Swyer–James syndrome, also known as unilateral hyperlucent lung syndrome or Swyer–James–MacLeod syndrome, is a rare pulmonary disorder characterized by unilateral lung hypoplasia and air trapping. It results in one lung appearing smaller and more radiolucent (darker) on imaging due to decreased vascularity and alveolar destruction.

This syndrome is typically diagnosed in childhood or adulthood and is usually a sequela of childhood bronchiolitis obliterans caused by viral infections such as adenovirus. Swyer–James syndrome affects lung function and can cause recurrent respiratory infections and reduced exercise tolerance.

Causes

Swyer–James syndrome is most commonly caused by childhood respiratory infections leading to bronchiolitis obliterans, a condition where small airways become inflamed and scarred. The resulting airway obstruction and damage impair lung development and growth, causing:

• Destruction or underdevelopment of lung parenchyma on one side

• Reduced pulmonary blood flow and hypovascularity

• Air trapping due to bronchial obstruction

Other less common causes include congenital vascular abnormalities or trauma affecting lung development.

Symptoms

Symptoms of Swyer–James syndrome vary widely and may include:

• Recurrent respiratory infections, particularly affecting the hypoplastic lung

• Chronic cough

• Dyspnea (shortness of breath), especially on exertion

• Wheezing

• Reduced exercise tolerance

• In some cases, the syndrome may be asymptomatic and discovered incidentally on imaging

Diagnosis

Diagnosis is based on clinical features and characteristic imaging findings:

• Chest X-ray: Shows unilateral hyperlucent lung with decreased volume and reduced vascular markings.

• Computed tomography (CT) scan: Provides detailed visualization of air trapping, bronchial narrowing, and lung hypoplasia.

• Ventilation-perfusion (V/Q) scan: Demonstrates reduced perfusion in the affected lung.

• Pulmonary function tests: May reveal obstructive or restrictive patterns.

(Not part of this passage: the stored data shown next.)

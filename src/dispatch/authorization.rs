//! Signature authorization ladder.
//!
//! Before a certificate signs anything on behalf of a page, the operation
//! must clear one rung of the ladder:
//!
//! 1. Pre-authorized quota on the page covers the requested count.
//! 2. The (domain, certificate) pair holds durable don't-ask-again trust.
//! 3. The native host shows the authorization prompt and the user approves.
//!
//! Approval with don't-ask-again persists trust for the next time; refusal
//! is `user_cancelled`. Batch signing re-runs the ladder per round, so a
//! long batch keeps asking unless quota or trust covers it.

// ============================================================================
// Imports
// ============================================================================

use serde_json::Value;
use tracing::debug;

use crate::error::{Error, Result};
use crate::identifiers::Thumbprint;
use crate::router::Page;
use crate::settings::CertSummary;

use super::dispatcher::{CallOptions, CommandDispatcher};

// ============================================================================
// Authorization
// ============================================================================

impl CommandDispatcher {
    /// Clears the authorization ladder for `count` signatures with the
    /// given certificate.
    ///
    /// # Errors
    ///
    /// Returns [`Error::UserCancelled`] when the user refuses the prompt;
    /// native or remote failures propagate verbatim.
    pub(crate) async fn authorize_signatures(
        &self,
        page: &Page,
        thumbprint: &Thumbprint,
        count: u32,
    ) -> Result<()> {
        if page.consume_preauthorizations(thumbprint, count) {
            debug!(%thumbprint, count, "authorized from pre-authorized quota");
            return Ok(());
        }

        if self
            .settings
            .site_trust(page.domain().as_str(), thumbprint)
            .await
            == Some(true)
        {
            debug!(%thumbprint, domain = %page.domain(), "authorized from site trust");
            return Ok(());
        }

        self.prompt_authorization(page, thumbprint, count).await
    }

    /// Runs the native authorization prompt, persisting don't-ask-again
    /// trust on approval.
    pub(crate) async fn prompt_authorization(
        &self,
        page: &Page,
        thumbprint: &Thumbprint,
        count: u32,
    ) -> Result<()> {
        let response = self
            .call_native(
                page,
                "authorizeSignatures",
                serde_json::json!({
                    "certificateThumbprint": thumbprint,
                    "signatureCount": count,
                }),
                CallOptions::default(),
            )
            .await?;

        if !response
            .get("authorized")
            .and_then(Value::as_bool)
            .unwrap_or(false)
        {
            return Err(Error::UserCancelled);
        }

        if response
            .get("dontAskAgain")
            .and_then(Value::as_bool)
            .unwrap_or(false)
        {
            let cert = CertSummary {
                thumbprint: thumbprint.clone(),
                subject_name: nested_str(&response, "certificate", "subjectName"),
                issuer_name: nested_str(&response, "certificate", "issuerName"),
            };
            self.settings
                .set_site_trust(page.domain().as_str(), &cert, true)
                .await;
        }
        Ok(())
    }
}

fn nested_str(value: &Value, outer: &str, inner: &str) -> String {
    value
        .get(outer)
        .and_then(|v| v.get(inner))
        .and_then(Value::as_str)
        .unwrap_or_default()
        .to_string()
}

• Clinical history: Previous severe childhood respiratory infections support the diagnosis.

Treatment

There is no specific cure for Swyer–James syndrome, so treatment focuses on symptom management and prevention of complications:

• Prompt treatment of respiratory infections with antibiotics when necessary

• Bronchodilators and inhaled corticosteroids to manage airway obstruction and inflammation

• Chest physiotherapy and pulmonary rehabilitation to improve lung clearance and function

• Avoidance of smoking and environmental pollutants

• Regular monitoring with pulmonary function tests and imaging

• Surgical intervention is rarely needed but may be considered in severe localized disease

Prognosis

The prognosis of Swyer–James syndrome is generally good, especially with early recognition and appropriate management. Many patients maintain adequate lung function and lead normal lives with minimal symptoms.

However, recurrent infections and progressive lung damage can occur, particularly without treatment. Long-term follow-up is essential to monitor lung health and address complications promptly.